From the first female black Republican ever elected to Congress to the first woman combat veteran to serve in the Senate, voters Tuesday injected a wave of fresh faces into American politics, helping to soften the GOP’s image as the party of cranky old white men, and anointing a galaxy of new political stars likely to have an immediate impact in Washington.
Mia Love, a Haitian-American Mormon, will become the first black GOP woman to serve in Congress after she won a House seat in Utah on her second try. And the decisive Senate win by Joni Ernst, a lieutenant colonel in the Iowa Army National Guard who served in Kuwait during Operation Iraqi Freedom, makes her the first woman who’s served in combat to reach the upper chamber.
Nebraska voters chose Ben Sasse as their next senator, tapping a former Bush administration health official who analysts say has both D.C. experience and outsider appeal to be a national voice.
Mr. Sasse, 42, is part of a new class of younger GOP lawmakers who are highly educated and experienced but can still appeal to voters in a “down-home way,” said Lara Brown, an associate professor at the Graduate School of Political Management at George Washington University.
“Ben Sasse has essentially all the credentials and more than [Texas GOP Sen.] Ted Cruz had, and yet his entire message wasn’t confrontational or negative,” she said. “Ben Sasse instead wanted to talk about how to get things done, not just how to obstruct things.”
Other up-and-comers in the 2015 GOP freshman class include Elise Stefanik, at 30 the youngest woman ever elected to Congress. Ms. Stefanik, a former aide in the George W. Bush White House, won a seat in a traditionally blue New York district. Joining her will be Rep.-elect Will Hurd, a black Republican and former undercover CIA officer who unseated incumbent Rep. Pete P. Gallego in a key swing district in Texas.
Other fresh faces: In Arkansas, Rep. Tom Cotton, a 37-year-old former Army captain who was awarded the Bronze Star, overcame a visit from former President Bill Clinton to defeat Democratic Sen. Mark L. Pryor, while South Carolina Sen. Tim Scott, appointed to his seat two years ago, won election in his own right to become the first black candidate to be elected to statewide office in the South since Reconstruction and the first ever black senator elected in South Carolina.

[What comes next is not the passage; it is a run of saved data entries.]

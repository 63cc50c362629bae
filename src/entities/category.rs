use chrono::{DateTime, Utc};
use sea_orm::entity::prelude::*;
use serde::{Deserialize, Serialize};

/// Product category; names are unique across live and soft-deleted rows
#[derive(Clone, Debug, PartialEq, DeriveEntityModel, Serialize, Deserialize)]
#[sea_orm(table_name = "categories")]
pub struct Model {
    #[sea_orm(primary_key)]
    pub id: i32,

    #[sea_orm(unique)]
    pub name: String,

    pub created_at: DateTime<Utc>,
    pub updated_at: DateTime<Utc>,
    #[serde(skip_serializing_if = "Option::is_none")]
    pub deleted_at: Option<DateTime<Utc>>,
}

#[derive(Copy, Clone, Debug, EnumIter, DeriveRelation)]
pub enum Relation {
    #[sea_orm(has_many = "super::product::Entity")]
    Product,
}

impl Related<super::product::Entity> for Entity {
    fn to() -> RelationDef {
        Relation::Product.def()
    }
}

impl ActiveModelBehavior for ActiveModel {}
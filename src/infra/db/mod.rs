//! SQLite-backed cache store.

mod rows;
mod store;
mod util;

pub use util::map_sqlx_error;

use std::collections::BTreeSet;
use std::str::FromStr;
use std::sync::Arc;

use sqlx::{
    Encode, QueryBuilder, Sqlite, SqliteConnection, Transaction, Type,
    sqlite::{SqliteConnectOptions, SqlitePool, SqlitePoolOptions},
};

use crate::cache::keys::CacheKey;
use crate::domain::entities::FetchedBatch;
use crate::domain::types::{CategoryId, PostId, UserId};
use crate::store::{ChangeNotifier, EvictionReport};

use self::util::to_millis;

#[derive(Clone)]
pub struct SqliteStore {
    pool: Arc<SqlitePool>,
    changes: Arc<ChangeNotifier>,
}

impl SqliteStore {
    pub fn new(pool: SqlitePool) -> Self {
        Self {
            pool: Arc::new(pool),
            changes: Arc::new(ChangeNotifier::new()),
        }
    }

    pub fn pool(&self) -> &SqlitePool {
        &self.pool
    }

    pub async fn begin(&self) -> Result<Transaction<'_, Sqlite>, sqlx::Error> {
        self.pool.begin().await
    }

    /// Open a pool for `url`, creating the database file when missing.
    ///
    /// Connections are never recycled, so `sqlite::memory:` with a single
    /// connection keeps its contents for the life of the pool.
    pub async fn connect(url: &str, max_connections: u32) -> Result<SqlitePool, sqlx::Error> {
        let options = SqliteConnectOptions::from_str(url)?
            .create_if_missing(true)
            .foreign_keys(true);
        SqlitePoolOptions::new()
            .max_connections(max_connections)
            .idle_timeout(None)
            .max_lifetime(None)
            .connect_with(options)
            .await
    }

    pub async fn run_migrations(pool: &SqlitePool) -> Result<(), sqlx::migrate::MigrateError> {
        sqlx::migrate!("./migrations").run(pool).await
    }

    pub async fn health_check(&self) -> Result<(), sqlx::Error> {
        sqlx::query("SELECT 1")
            .execute(self.pool())
            .await
            .map(|_| ())
    }

    pub(crate) fn notify(&self) {
        self.changes.notify();
    }
}

async fn upsert_batch(
    conn: &mut SqliteConnection,
    batch: &FetchedBatch,
) -> Result<(), sqlx::Error> {
    for user in &batch.users {
        sqlx::query(
            "INSERT OR REPLACE INTO users (id, username, display_name, avatar_url, last_sync_time) \
             VALUES (?, ?, ?, ?, ?)",
        )
        .bind(user.id.0)
        .bind(&user.username)
        .bind(&user.display_name)
        .bind(&user.avatar_url)
        .bind(to_millis(user.last_sync_time))
        .execute(&mut *conn)
        .await?;
    }

    for category in &batch.categories {
        sqlx::query(
            "INSERT OR REPLACE INTO categories (id, name, description, post_count, last_sync_time) \
             VALUES (?, ?, ?, ?, ?)",
        )
        .bind(category.id.0)
        .bind(&category.name)
        .bind(&category.description)
        .bind(category.post_count)
        .bind(to_millis(category.last_sync_time))
        .execute(&mut *conn)
        .await?;
    }

    for post in &batch.posts {
        sqlx::query(
            "INSERT OR REPLACE INTO posts (id, title, content, image_url, author_id, category_id, \
             like_count, comment_count, liked_by_me, created_at, updated_at, last_sync_time) \
             VALUES (?, ?, ?, ?, ?, ?, ?, ?, ?, ?, ?, ?)",
        )
        .bind(post.id.0)
        .bind(&post.title)
        .bind(&post.content)
        .bind(&post.image_url)
        .bind(post.author_id.0)
        .bind(post.category_id.map(|id| id.0))
        .bind(post.like_count)
        .bind(post.comment_count)
        .bind(post.liked_by_me)
        .bind(to_millis(post.created_at))
        .bind(post.updated_at.map(to_millis))
        .bind(to_millis(post.last_sync_time))
        .execute(&mut *conn)
        .await?;
    }

    for comment in &batch.comments {
        sqlx::query(
            "INSERT OR REPLACE INTO comments (id, post_id, author_id, content, created_at, last_sync_time) \
             VALUES (?, ?, ?, ?, ?, ?)",
        )
        .bind(comment.id.0)
        .bind(comment.post_id.0)
        .bind(comment.author_id.0)
        .bind(&comment.content)
        .bind(to_millis(comment.created_at))
        .bind(to_millis(comment.last_sync_time))
        .execute(&mut *conn)
        .await?;
    }

    Ok(())
}

/// Host parameters bound per statement. SQLite rejects statements with more
/// than 32766.
const BIND_CHUNK: usize = 500;

/// Key of the detail screen for a post, matching the stored `cache_key`.
const DETAIL_KEY_SQL: &str = "'post_detail_' || post_id";

/// Run `<prefix> (v1, v2, ...)<suffix>` once per chunk of `values`, returning
/// the total of affected rows.
async fn execute_in_chunks<T>(
    conn: &mut SqliteConnection,
    prefix: &str,
    values: &[T],
    suffix: &str,
) -> Result<u64, sqlx::Error>
where
    T: for<'q> Encode<'q, Sqlite> + Type<Sqlite> + Clone + Send + 'static,
{
    let mut affected = 0;
    for chunk in values.chunks(BIND_CHUNK) {
        let mut qb = QueryBuilder::<Sqlite>::new(prefix);
        qb.push(" (");
        let mut separated = qb.separated(", ");
        for value in chunk {
            separated.push_bind(value.clone());
        }
        separated.push_unseparated(")");
        qb.push(suffix);
        affected += qb.build().execute(&mut *conn).await?.rows_affected();
    }
    Ok(affected)
}

/// Expire metadata rows in place, keeping `last_refresh` and `is_refreshing`.
async fn expire_keys(conn: &mut SqliteConnection, keys: &[String]) -> Result<u64, sqlx::Error> {
    execute_in_chunks(
        conn,
        "UPDATE cache_metadata SET expires_at = last_refresh WHERE cache_key IN",
        keys,
        "",
    )
    .await
}

/// Delete comments by id and expire the detail keys of the posts they were on.
async fn delete_comments_by_id(
    conn: &mut SqliteConnection,
    ids: &[i64],
) -> Result<u64, sqlx::Error> {
    execute_in_chunks(
        conn,
        &format!(
            "UPDATE cache_metadata SET expires_at = last_refresh WHERE cache_key IN \
             (SELECT {DETAIL_KEY_SQL} FROM comments WHERE id IN"
        ),
        ids,
        ")",
    )
    .await?;
    execute_in_chunks(conn, "DELETE FROM comments WHERE id IN", ids, "").await
}

/// Delete posts and every comment that belongs to them.
///
/// Detail metadata of the deleted posts goes with them; the author and
/// category lists they appeared in are expired.
async fn delete_posts_cascade(
    conn: &mut SqliteConnection,
    ids: &[PostId],
) -> Result<EvictionReport, sqlx::Error> {
    let raw: Vec<i64> = ids.iter().map(|id| id.0).collect();

    let mut lists = BTreeSet::new();
    for chunk in raw.chunks(BIND_CHUNK) {
        let mut qb = QueryBuilder::<Sqlite>::new(
            "SELECT id, author_id, category_id FROM posts WHERE id IN (",
        );
        let mut separated = qb.separated(", ");
        for id in chunk {
            separated.push_bind(*id);
        }
        separated.push_unseparated(")");
        let owners: Vec<(i64, i64, Option<i64>)> =
            qb.build_query_as().fetch_all(&mut *conn).await?;
        for (_, author, category) in owners {
            lists.extend(CacheKey::lists_containing(
                UserId(author),
                category.map(CategoryId),
            ));
        }
    }

    let comments =
        execute_in_chunks(conn, "DELETE FROM comments WHERE post_id IN", &raw, "").await?;
    let posts = execute_in_chunks(conn, "DELETE FROM posts WHERE id IN", &raw, "").await?;

    let details: Vec<String> = ids
        .iter()
        .map(|id| CacheKey::PostDetail(*id).as_storage_key())
        .collect();
    let metadata = execute_in_chunks(
        conn,
        "DELETE FROM cache_metadata WHERE cache_key IN",
        &details,
        "",
    )
    .await?;
    let lists: Vec<String> = lists.iter().map(CacheKey::as_storage_key).collect();
    expire_keys(conn, &lists).await?;

    Ok(EvictionReport {
        posts,
        comments,
        metadata,
        ..Default::default()
    })
}

/// Delete the batch's removed posts, then upsert its rows.
async fn apply_batch(
    conn: &mut SqliteConnection,
    batch: &FetchedBatch,
) -> Result<EvictionReport, sqlx::Error> {
    let report = delete_posts_cascade(conn, &batch.removed_posts).await?;
    upsert_batch(conn, batch).await?;
    Ok(report)
}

Larry Hogan, elected governor of Maryland in a major upset, became the new face of tax revolt after campaigning with laser focus against Democratic Gov. Martin O’Malley’s tax hikes.
And Republicans could add an openly gay member to their House ranks if Carl DeMaio’s tiny lead against Democratic Rep. Scott H. Peters in a San Diego district holds up.
Reaching new audiences
Several of the new GOP stars appeared to appreciate what they were bringing to the GOP brand.
Mr. Sasse summed up his approach to politics in his victory speech Tuesday night, saying he’d vowed to himself that he’d only run if he could do it boldly.
“We were only going to run if we could go big on ideas, such that our campaign, which started with 3 percent name ID, would either catch fire or we were going to fail in spectacular fashion. And frankly, we were OK with that,” he said.
He also delivered part of his speech in Spanish to appeal to Hispanic voters, underscoring another part of his unorthodox campaign. Even after winning the GOP primary, virtually assuring he would win the Senate seat in deep-red Nebraska, Mr. Sasse sought out Latino voters who might not be part of the usual GOP coalition.
He said Republicans need to appeal to people of all races on a variety of issues that are important to them, and for Hispanics that means going beyond just immigration.
In her own victory speech, Ms. Ernst, who made headlines early in the campaign by running an ad touting her farm-girl experience castrating pigs as training for Washington, said it’s time to make good on that promise.
“We are going to make ‘em squeal,” she told supporters Tuesday, repeating the signature line from her viral ad.
Ms. Ernst also recalled her quintessential Iowa upbringing, including memories of her mother wrapping plastic bread bags over her shoes on rainy school days.
“It wasn’t high fashion,” she recalled, “but every day, when I got on the school bus, there were rows and rows and rows of kids with bread bags on their feet. These were the sons and daughters of hard-working Iowa.”
Many of the newly elected GOP stars promoted a message of cooperation, promising to be accountable to voters at home and work across the aisle to break gridlock.
“I will work with anyone regardless of their party affiliation to get it done,” Ms. Stefanik told Time Warner Cable News in central New York. “Republicans, Democrats, independents, even Green Party members. If you have a good idea, I’m willing to work with you to get the job done.”
Ms. Stefanik, like many in the new class of GOP winners on election night, has an impressive resume, including a degree from Harvard to go with her stint in the White House.
“The Republicans got the candidates they wanted,” Ms. Brown said of this year’s class. “They got highly credentialed, strategic, strong candidates, and many of these people were more able to connect with voters in terms of their frustration with Washington.”